### WORK INSTRUCTION
Please filter the listing for the string "ToolchainCompiler" and copy each matching line.

### EXCERPTED RECORDS
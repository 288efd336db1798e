//! `cadence tasks …`

use std::sync::Arc;

use anyhow::{bail, Result};
use cadence_build::{Action, BuildPipeline, Schedule, TaskManifest, ToolchainCompiler};
use cadence_tasks::TaskRecord;
use tracing::info;

use super::Context;
use crate::{DayArg, TaskCommands, UnitArg};

pub async fn execute(ctx: &Context, cmd: TaskCommands) -> Result<()> {
    match cmd {
        TaskCommands::List => list(ctx),
        TaskCommands::Show { name } => {
            println!("{}", ctx.tasks()?.get_by_name(&name)?);
            Ok(())
        }
        TaskCommands::ResetQueued => {
            ctx.authorize()?;
            let n = ctx.tasks()?.reset_all_queued_flags()?;
            println!("{n} queued task(s) reset");
            Ok(())
        }
        TaskCommands::Disable { name } => {
            ctx.authorize()?;
            let task = ctx.tasks()?.set_disabled(&name, true)?;
            println!("{} is now {}", task.name, task.state);
            Ok(())
        }
        TaskCommands::Enable { name } => {
            ctx.authorize()?;
            let task = ctx.tasks()?.set_disabled(&name, false)?;
            println!("{} is now {}", task.name, task.state);
            Ok(())
        }
        TaskCommands::Logs { name, lines } => {
            for line in ctx.tasks()?.read_log(&name, lines)? {
                println!("{line}");
            }
            Ok(())
        }
        TaskCommands::Delete { task_id } => {
            ctx.authorize()?;
            let task = ctx.tasks()?.delete_task(&task_id)?;
            println!("deleted {} ({})", task.name, task.task_id);
            Ok(())
        }
        TaskCommands::Build {
            name,
            description,
            every,
            unit,
            on,
            at,
        } => {
            ctx.authorize()?;
            let action = schedule_action(every, unit, on, at)?;
            build(ctx, action, name, description).await
        }
    }
}

fn list(ctx: &Context) -> Result<()> {
    let tasks = ctx.tasks()?.list_all()?;
    if tasks.is_empty() {
        println!("no tasks");
        return Ok(());
    }
    println!(
        "{:<24} {:<10} {:<32} {}",
        "NAME", "STATE", "SCHEDULE", "NEXT RUN"
    );
    for t in &tasks {
        println!("{}", row(t));
    }
    Ok(())
}

fn row(t: &TaskRecord) -> String {
    let next = t
        .next_execution_time
        .map(|n| n.to_rfc3339())
        .unwrap_or_else(|| "-".to_string());
    format!(
        "{:<24} {:<10} {:<32} {}",
        t.name,
        t.state.to_string(),
        t.schedule,
        next
    )
}

/// Turn the `--every/--unit` or `--on/--at` flags into a schedule sentence.
pub(crate) fn schedule_action(
    every: Option<i64>,
    unit: UnitArg,
    on: Option<DayArg>,
    at: Option<String>,
) -> Result<Action> {
    match (every, on, at) {
        (Some(n), None, None) => {
            let every = Schedule::new().run().every(n);
            Ok(match unit {
                UnitArg::Seconds => every.seconds(),
                UnitArg::Minutes => every.minutes(),
                UnitArg::Hours => every.hours(),
            })
        }
        (None, Some(day), Some(at)) => {
            let on = Schedule::new().on();
            let day = match day {
                DayArg::Monday => on.monday(),
                DayArg::Tuesday => on.tuesday(),
                DayArg::Wednesday => on.wednesday(),
                DayArg::Thursday => on.thursday(),
                DayArg::Friday => on.friday(),
                DayArg::Saturday => on.saturday(),
                DayArg::Sunday => on.sunday(),
            };
            Ok(day.at(at))
        }
        _ => bail!("give either --every N [--unit U] or --on DAY --at HH:MM"),
    }
}

async fn build(
    ctx: &Context,
    action: Action,
    name: Option<String>,
    description: Option<String>,
) -> Result<()> {
    let repo = Arc::new(ctx.tasks()?);
    let compiler = Arc::new(ToolchainCompiler::from_config(&ctx.config.build));
    let pipeline = BuildPipeline::new(repo, ctx.paths.clone(), compiler);

    let record = match name {
        Some(name) => {
            let manifest = TaskManifest::new(name, description.unwrap_or_default());
            action.build_with(&pipeline, manifest).await?
        }
        None => action.build(&pipeline).await?,
    };
    info!(task = %record.name, task_id = %record.task_id, "build finished");
    println!("{record}");
    Ok(())
}

#[cfg(test)]
mod tests {
    use super::*;
    use cadence_tasks::ScheduleInfo;

    #[test]
    fn interval_flags_make_interval_sentence() {
        let action = schedule_action(Some(15), UnitArg::Minutes, None, None).unwrap();
        assert_eq!(
            action.schedule_info().unwrap().flatten(),
            "unit:minutes,interval:15"
        );
    }

    #[test]
    fn day_flags_make_day_time_sentence() {
        let action = schedule_action(
            None,
            UnitArg::Seconds,
            Some(DayArg::Thursday),
            Some("06:00".into()),
        )
        .unwrap();
        assert!(matches!(
            action.schedule_info().unwrap(),
            ScheduleInfo::DayTime { .. }
        ));
    }

    #[test]
    fn mixed_flags_are_rejected() {
        assert!(schedule_action(
            Some(1),
            UnitArg::Seconds,
            Some(DayArg::Monday),
            Some("01:00".into())
        )
        .is_err());
        assert!(schedule_action(None, UnitArg::Seconds, None, None).is_err());
    }
}
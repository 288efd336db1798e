use serde::{Deserialize, Serialize};
use std::fmt;
use uuid::Uuid;

/// System-generated task identifier (UUIDv7, time-sortable).
///
/// Assigned once when the task row is created and never reassigned.
#[derive(Debug, Clone, PartialEq, Eq, Hash, Serialize, Deserialize)]
#[serde(transparent)]
pub struct TaskId(pub String);

impl TaskId {
    pub fn new() -> Self {
        Self(Uuid::now_v7().to_string())
    }

    pub fn as_str(&self) -> &str {
        &self.0
    }
}

impl fmt::Display for TaskId {
    fn fmt(&self, f: &mut fmt::Formatter<'_>) -> fmt::Result {
        write!(f, "{}", self.0)
    }
}

impl Default for TaskId {
    fn default() -> Self {
        Self::new()
    }
}

impl From<String> for TaskId {
    fn from(s: String) -> Self {
        Self(s)
    }
}

impl From<&str> for TaskId {
    fn from(s: &str) -> Self {
        Self(s.to_string())
    }
}

/// Derive the file-safe slug for a task name: lowercase, whitespace-separated
/// words joined with `-`.
///
/// `"Nightly Backup"` → `"nightly-backup"`.
pub fn slugify(name: &str) -> String {
    name.to_lowercase()
        .split_whitespace()
        .collect::<Vec<_>>()
        .join("-")
}
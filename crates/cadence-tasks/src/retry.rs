//! Bounded retry with exponential backoff for task functions.
//!
//! ```rust,no_run
//! use cadence_tasks::retry::{run_with_retry, RetryPolicy};
//!
//! # async fn demo() -> Result<(), Box<dyn std::error::Error>> {
//! // 3 attempts, 2s after the first failure, 4s after the second.
//! let policy = RetryPolicy::new(3, 2, 2)?;
//! run_with_retry(Some(&policy), || async { std::fs::read("/tmp/input") }).await?;
//! # Ok(())
//! # }
//! ```

use std::future::Future;
use std::time::Duration;

use serde::{Deserialize, Serialize};
use thiserror::Error;
use tracing::{debug, warn};

/// How many times to attempt an operation and how long to wait in between.
///
/// Serialised as the map `{"tries": n, "delay": secs, "backoff": factor}`.
#[derive(Debug, Clone, Copy, PartialEq, Eq, Serialize, Deserialize)]
#[serde(try_from = "RetryPolicyMap", into = "RetryPolicyMap")]
pub struct RetryPolicy {
    tries: u32,
    delay: u64,
    backoff: u32,
}

/// Wire/storage shape of a [`RetryPolicy`].
#[derive(Debug, Clone, Copy, Serialize, Deserialize)]
struct RetryPolicyMap {
    tries: u32,
    delay: u64,
    backoff: u32,
}

/// A policy with zero tries would never run the operation.
#[derive(Debug, Clone, Copy, PartialEq, Eq, Error)]
#[error("retry policy needs at least one try (got {tries})")]
pub struct InvalidRetryPolicy {
    pub tries: u32,
}

/// Every attempt failed. Carries the error from the last attempt.
#[derive(Debug, Error)]
#[error("task failed after {attempts} attempts: {source}")]
pub struct RetryError<E> {
    pub attempts: u32,
    #[source]
    pub source: E,
}

impl RetryPolicy {
    /// `tries` total attempts; `delay` seconds before the second attempt;
    /// each later wait is the previous one multiplied by `backoff`.
    pub fn new(tries: u32, delay: u64, backoff: u32) -> Result<Self, InvalidRetryPolicy> {
        if tries == 0 {
            return Err(InvalidRetryPolicy { tries });
        }
        Ok(Self {
            tries,
            delay,
            backoff,
        })
    }

    pub fn tries(&self) -> u32 {
        self.tries
    }

    pub fn delay(&self) -> u64 {
        self.delay
    }

    pub fn backoff(&self) -> u32 {
        self.backoff
    }

    /// The waits between consecutive attempts, `tries - 1` of them.
    pub fn delays(&self) -> impl Iterator<Item = Duration> {
        let backoff = u64::from(self.backoff);
        std::iter::successors(Some(self.delay), move |d| Some(d.saturating_mul(backoff)))
            .take(self.tries.saturating_sub(1) as usize)
            .map(Duration::from_secs)
    }
}

impl TryFrom<RetryPolicyMap> for RetryPolicy {
    type Error = InvalidRetryPolicy;

    fn try_from(m: RetryPolicyMap) -> Result<Self, Self::Error> {
        RetryPolicy::new(m.tries, m.delay, m.backoff)
    }
}

impl From<RetryPolicy> for RetryPolicyMap {
    fn from(p: RetryPolicy) -> Self {
        Self {
            tries: p.tries,
            delay: p.delay,
            backoff: p.backoff,
        }
    }
}

/// Run `op` until it succeeds or the policy is exhausted.
///
/// Without a policy `op` runs exactly once. Waiting between attempts is an
/// async sleep, so only the calling task is suspended.
pub async fn run_with_retry<T, E, F, Fut>(
    policy: Option<&RetryPolicy>,
    mut op: F,
) -> Result<T, RetryError<E>>
where
    F: FnMut() -> Fut,
    Fut: Future<Output = Result<T, E>>,
    E: std::fmt::Display,
{
    let Some(policy) = policy else {
        return op().await.map_err(|source| RetryError {
            attempts: 1,
            source,
        });
    };

    let mut delays = policy.delays();
    let mut attempt = 0u32;
    loop {
        attempt += 1;
        let err = match op().await {
            Ok(value) => {
                debug!(attempt, "task attempt succeeded");
                return Ok(value);
            }
            Err(e) => e,
        };
        match delays.next() {
            Some(wait) => {
                warn!(
                    attempt,
                    tries = policy.tries,
                    retry_in_secs = wait.as_secs(),
                    error = %err,
                    "task attempt failed; retrying"
                );
                tokio::time::sleep(wait).await;
            }
            None => {
                return Err(RetryError {
                    attempts: attempt,
                    source: err,
                })
            }
        }
    }
}
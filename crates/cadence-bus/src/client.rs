use std::time::Duration;

use cadence_core::config::BusConfig;
use tokio::io::AsyncWriteExt;
use tokio::net::TcpStream;
use tracing::{debug, info};

use crate::error::{BusError, Result};
use crate::message::{BusMessage, Command};

/// Fire-and-forget sender for control messages.
///
/// Every send opens a fresh connection, writes one line and closes. Nothing
/// is acknowledged or retried; a failure is only reported to the caller.
#[derive(Debug, Clone)]
pub struct BusClient {
    addr: String,
    connect_timeout: Duration,
}

impl BusClient {
    pub fn new(addr: impl Into<String>, connect_timeout: Duration) -> Self {
        Self {
            addr: addr.into(),
            connect_timeout,
        }
    }

    /// Client for the configured push address.
    pub fn from_config(cfg: &BusConfig) -> Self {
        Self::new(
            cfg.push_addr(),
            Duration::from_millis(cfg.connect_timeout_ms),
        )
    }

    pub fn addr(&self) -> &str {
        &self.addr
    }

    /// Deliver one message.
    pub async fn push(&self, msg: &BusMessage) -> Result<()> {
        let line = msg.encode_line()?;

        let mut stream = tokio::time::timeout(self.connect_timeout, TcpStream::connect(&self.addr))
            .await
            .map_err(|_| BusError::Timeout {
                addr: self.addr.clone(),
                after: self.connect_timeout,
            })?
            .map_err(|e| self.transport(e))?;

        stream
            .write_all(&line)
            .await
            .map_err(|e| self.transport(e))?;
        stream.shutdown().await.map_err(|e| self.transport(e))?;

        info!(addr = %self.addr, cmd = %msg.cmd, task_id = %msg.task_id, "bus message sent");
        Ok(())
    }

    pub async fn send(&self, cmd: Command, task_id: &str) -> Result<()> {
        debug!(%cmd, task_id, "sending bus command");
        self.push(&BusMessage::new(cmd, task_id)).await
    }

    pub async fn stop_task(&self, task_id: &str) -> Result<()> {
        self.send(Command::Stop, task_id).await
    }

    pub async fn disable_task(&self, task_id: &str) -> Result<()> {
        self.send(Command::Disable, task_id).await
    }

    pub async fn delete_task(&self, task_id: &str) -> Result<()> {
        self.send(Command::Delete, task_id).await
    }

    fn transport(&self, source: std::io::Error) -> BusError {
        BusError::Transport {
            addr: self.addr.clone(),
            source,
        }
    }
}
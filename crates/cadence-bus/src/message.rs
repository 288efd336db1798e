use serde::{Deserialize, Serialize};

use crate::error::{BusError, Result};

/// What the consumer should do with the named task.
#[derive(Debug, Clone, Copy, PartialEq, Eq, Serialize, Deserialize)]
#[serde(rename_all = "lowercase")]
pub enum Command {
    /// Stop the current run; the task stays scheduled.
    Stop,
    Disable,
    Delete,
}

impl std::fmt::Display for Command {
    fn fmt(&self, f: &mut std::fmt::Formatter<'_>) -> std::fmt::Result {
        match self {
            Command::Stop => write!(f, "stop"),
            Command::Disable => write!(f, "disable"),
            Command::Delete => write!(f, "delete"),
        }
    }
}

/// One control message.
/// Wire: `{"cmd":"stop","taskId":"0190…"}` followed by `\n`.
#[derive(Debug, Clone, PartialEq, Eq, Serialize, Deserialize)]
pub struct BusMessage {
    pub cmd: Command,
    /// Older senders spell the key `taskID`; both are accepted on decode.
    #[serde(rename = "taskId", alias = "taskID")]
    pub task_id: String,
}

impl BusMessage {
    pub fn new(cmd: Command, task_id: impl Into<String>) -> Self {
        Self {
            cmd,
            task_id: task_id.into(),
        }
    }

    /// Serialise as a single newline-terminated JSON line.
    pub fn encode_line(&self) -> Result<Vec<u8>> {
        let mut buf = serde_json::to_vec(self).map_err(BusError::Encode)?;
        buf.push(b'\n');
        Ok(buf)
    }

    /// Decode one received line. Surrounding whitespace, including the
    /// trailing newline, is ignored.
    pub fn from_line(line: &str) -> Result<Self> {
        serde_json::from_str(line.trim()).map_err(BusError::Decode)
    }
}

#[cfg(test)]
mod tests {
    use super::*;

    #[test]
    fn encodes_one_terminated_line() {
        let line = BusMessage::new(Command::Disable, "t-1")
            .encode_line()
            .unwrap();
        assert_eq!(line, b"{\"cmd\":\"disable\",\"taskId\":\"t-1\"}\n");
    }

    #[test]
    fn decodes_legacy_key() {
        let msg = BusMessage::from_line("{\"cmd\":\"delete\",\"taskID\":\"t-2\"}\n").unwrap();
        assert_eq!(msg, BusMessage::new(Command::Delete, "t-2"));
    }

    #[test]
    fn rejects_unknown_command() {
        assert!(matches!(
            BusMessage::from_line(r#"{"cmd":"restart","taskId":"t"}"#),
            Err(BusError::Decode(_))
        ));
    }
}
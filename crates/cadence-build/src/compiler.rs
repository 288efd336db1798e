use std::path::Path;

use async_trait::async_trait;
use cadence_core::config::BuildConfig;
use tracing::{debug, info};

use crate::error::{BuildError, Result};

/// Turns a task source directory into a standalone executable at `output`.
#[async_trait]
pub trait Compiler: Send + Sync {
    async fn compile(&self, task: &str, source: &Path, output: &Path) -> Result<()>;
}

/// Runs an external toolchain. `{source}` and `{output}` inside `args` are
/// replaced with the source directory and the artifact path.
#[derive(Debug, Clone)]
pub struct ToolchainCompiler {
    program: String,
    args: Vec<String>,
}

impl ToolchainCompiler {
    pub fn new(program: impl Into<String>, args: Vec<String>) -> Self {
        Self {
            program: program.into(),
            args,
        }
    }

    pub fn from_config(cfg: &BuildConfig) -> Self {
        Self::new(cfg.program.clone(), cfg.args.clone())
    }

    fn render_args(&self, source: &Path, output: &Path) -> Vec<String> {
        let source = source.to_string_lossy();
        let output = output.to_string_lossy();
        self.args
            .iter()
            .map(|a| a.replace("{source}", &source).replace("{output}", &output))
            .collect()
    }
}

#[async_trait]
impl Compiler for ToolchainCompiler {
    async fn compile(&self, task: &str, source: &Path, output: &Path) -> Result<()> {
        let args = self.render_args(source, output);
        debug!(program = %self.program, ?args, "invoking compiler");

        let out = tokio::process::Command::new(&self.program)
            .args(&args)
            .current_dir(source)
            .output()
            .await
            .map_err(|e| {
                BuildError::failed(task, format!("failed to execute {}: {e}", self.program))
            })?;

        if !out.status.success() {
            let stderr = String::from_utf8_lossy(&out.stderr);
            return Err(BuildError::failed(
                task,
                format!(
                    "{} exited with {}: {}",
                    self.program,
                    out.status,
                    stderr.trim()
                ),
            ));
        }
        info!(task, output = %output.display(), "executable created");
        Ok(())
    }
}
//! The forward-only cursor protocol shared by both collections.
//!
//! Both containers keep an integer cursor into their key order and expose the
//! classic `rewind` / `is_valid` / `current` / `advance` loop:
//!
//! ```rust
//! use cursor_collections::{CursorCollection, OrderedSequence};
//!
//! let mut seq = OrderedSequence::from(vec![1, 2, 3]);
//! let mut total = 0;
//! seq.rewind();
//! while seq.is_valid() {
//!     total += *seq.current().unwrap();
//!     seq.advance();
//! }
//! assert_eq!(total, 6);
//! ```

use crate::error::Result;

/// Where a cursor stands relative to the collection it walks.
///
/// Structural mutations never move the cursor themselves (except
/// `remove_first` and `prepend_many`), but they change the length, so the
/// state a given position denotes can change underneath it.
#[derive(Debug, Clone, Copy, PartialEq, Eq, Hash)]
pub enum CursorState {
    /// Position 0 of a non-empty collection; nothing has been yielded yet.
    BeforeStart,
    /// `0 < position < len`.
    InProgress,
    /// `position >= len`. `current` and `current_key` fail in this state.
    Exhausted,
}

impl CursorState {
    /// Classifies `position` against a collection of length `len`.
    #[inline]
    pub fn of(position: usize, len: usize) -> Self {
        if position >= len {
            CursorState::Exhausted
        } else if position == 0 {
            CursorState::BeforeStart
        } else {
            CursorState::InProgress
        }
    }
}

/// A trait for abstraction over the cursor-carrying collections.
///
/// [`OrderedMap`](crate::OrderedMap) and [`OrderedSequence`](crate::OrderedSequence)
/// implement this by delegating to their inherent methods, so generic code can
/// drive either one through the same loop.
pub trait CursorCollection {
    /// Key type (`String` for the map, `i64` for the sequence).
    type Key;
    /// Element type.
    type Value;

    /// Number of entries.
    fn len(&self) -> usize;

    /// Current cursor position (an offset into the key order, not a key).
    fn position(&self) -> usize;

    /// Resets the cursor to 0.
    fn rewind(&mut self);

    /// Moves the cursor forward by one without any bounds check.
    fn advance(&mut self);

    /// Key at the cursor.
    fn current_key(&self) -> Result<&Self::Key>;

    /// Value at the cursor.
    fn current(&self) -> Result<&Self::Value>;

    /// Removes and returns the first entry in key order.
    fn remove_first(&mut self) -> Result<Self::Value>;

    /// Returns `true` if the collection contains no entries.
    fn is_empty(&self) -> bool {
        self.len() == 0
    }

    /// `position() < len()`; drives loop termination.
    fn is_valid(&self) -> bool {
        self.position() < self.len()
    }

    fn cursor_state(&self) -> CursorState {
        CursorState::of(self.position(), self.len())
    }
}
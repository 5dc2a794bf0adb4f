pub mod ordered_sequence;
//! Trust-boundary subsystem.
//!
//! # Data Flow
//! ```text
//! Inbound headers
//!     → headers.rs (drop connection-level headers, filter cookies)
//!     → [translator adds proxy headers]
//!     → credentials.rs (stamp username/password)
//!     → Outbound headers
//! ```
//!
//! # Design Decisions
//! - Both steps are pure transformations of a HeaderMap
//! - Inbound credentials are never forwarded; injected values always win

pub mod credentials;
pub mod headers;

pub use credentials::CredentialInjector;
pub use headers::filter_headers;
//! Error taxonomy for per-request failures.
//!
//! Every failure a single exchange can hit is reduced to an [`ErrorKind`],
//! which alone decides the caller-facing status code. Startup failures live
//! in [`crate::config::loader::ConfigError`] and never reach a caller.

use axum::http::StatusCode;
use thiserror::Error;

/// Classified failure conditions of one proxied exchange.
#[derive(Debug, Clone, Copy, PartialEq, Eq, Hash)]
pub enum ErrorKind {
    /// Base URL + inbound path + query did not form a valid URI.
    InvalidTargetUri,
    /// Inbound method is not one of GET, POST, PUT, DELETE.
    MethodNotAllowed,
    /// Upstream actively refused the TCP connection.
    ConnectionRefused,
    /// Upstream host or network could not be reached.
    Unreachable,
    /// Upstream host name did not resolve.
    UnknownHost,
    /// TCP connect phase exceeded the connect timeout.
    ConnectTimeout,
    /// Waiting for the upstream response exceeded the read timeout.
    ReadTimeout,
    /// TLS handshake with the upstream failed (untrusted certificate, alert, ...).
    TlsHandshake,
    /// Upstream answered with something that is not a valid HTTP response.
    MalformedResponse,
    /// Upstream body failed before any byte was relayed.
    UpstreamBody,
}

impl ErrorKind {
    /// Caller-facing status for this condition.
    pub fn status(self) -> StatusCode {
        match self {
            ErrorKind::InvalidTargetUri => StatusCode::INTERNAL_SERVER_ERROR,
            ErrorKind::MethodNotAllowed => StatusCode::METHOD_NOT_ALLOWED,
            ErrorKind::ConnectionRefused
            | ErrorKind::Unreachable
            | ErrorKind::UnknownHost
            | ErrorKind::ConnectTimeout
            | ErrorKind::ReadTimeout
            | ErrorKind::UpstreamBody => StatusCode::BAD_GATEWAY,
            ErrorKind::TlsHandshake | ErrorKind::MalformedResponse => {
                StatusCode::SERVICE_UNAVAILABLE
            }
        }
    }

    /// Stable label used in logs and metrics.
    pub fn as_str(self) -> &'static str {
        match self {
            ErrorKind::InvalidTargetUri => "invalid_target_uri",
            ErrorKind::MethodNotAllowed => "method_not_allowed",
            ErrorKind::ConnectionRefused => "connection_refused",
            ErrorKind::Unreachable => "unreachable",
            ErrorKind::UnknownHost => "unknown_host",
            ErrorKind::ConnectTimeout => "connect_timeout",
            ErrorKind::ReadTimeout => "read_timeout",
            ErrorKind::TlsHandshake => "tls_handshake",
            ErrorKind::MalformedResponse => "malformed_response",
            ErrorKind::UpstreamBody => "upstream_body",
        }
    }
}

impl std::fmt::Display for ErrorKind {
    fn fmt(&self, f: &mut std::fmt::Formatter<'_>) -> std::fmt::Result {
        f.write_str(self.as_str())
    }
}

/// A per-request failure, already classified.
#[derive(Debug, Clone, Error)]
#[error("{kind}: {message}")]
pub struct ProxyError {
    pub kind: ErrorKind,
    /// Descriptive text of the underlying failure.
    pub message: String,
}

impl ProxyError {
    pub fn new(kind: ErrorKind, message: impl Into<String>) -> Self {
        Self {
            kind,
            message: message.into(),
        }
    }

    pub fn status(&self) -> StatusCode {
        self.kind.status()
    }
}

/// Render an error and all of its sources as one line.
pub fn error_chain(err: &(dyn std::error::Error + 'static)) -> String {
    let mut text = err.to_string();
    let mut source = err.source();
    while let Some(cause) = source {
        let cause_text = cause.to_string();
        // Several wrappers repeat their cause verbatim in Display.
        if !text.ends_with(&cause_text) {
            text.push_str(": ");
            text.push_str(&cause_text);
        }
        source = cause.source();
    }
    text
}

### WRITTEN ANSWER
use cadence_build::{Action, BuildPipeline, Schedule, TaskManifest, ToolchainCompiler};
    let compiler = Arc::new(ToolchainCompiler::from_config(&ctx.config.build));
pub struct ToolchainCompiler {
impl ToolchainCompiler {
impl Compiler for ToolchainCompiler {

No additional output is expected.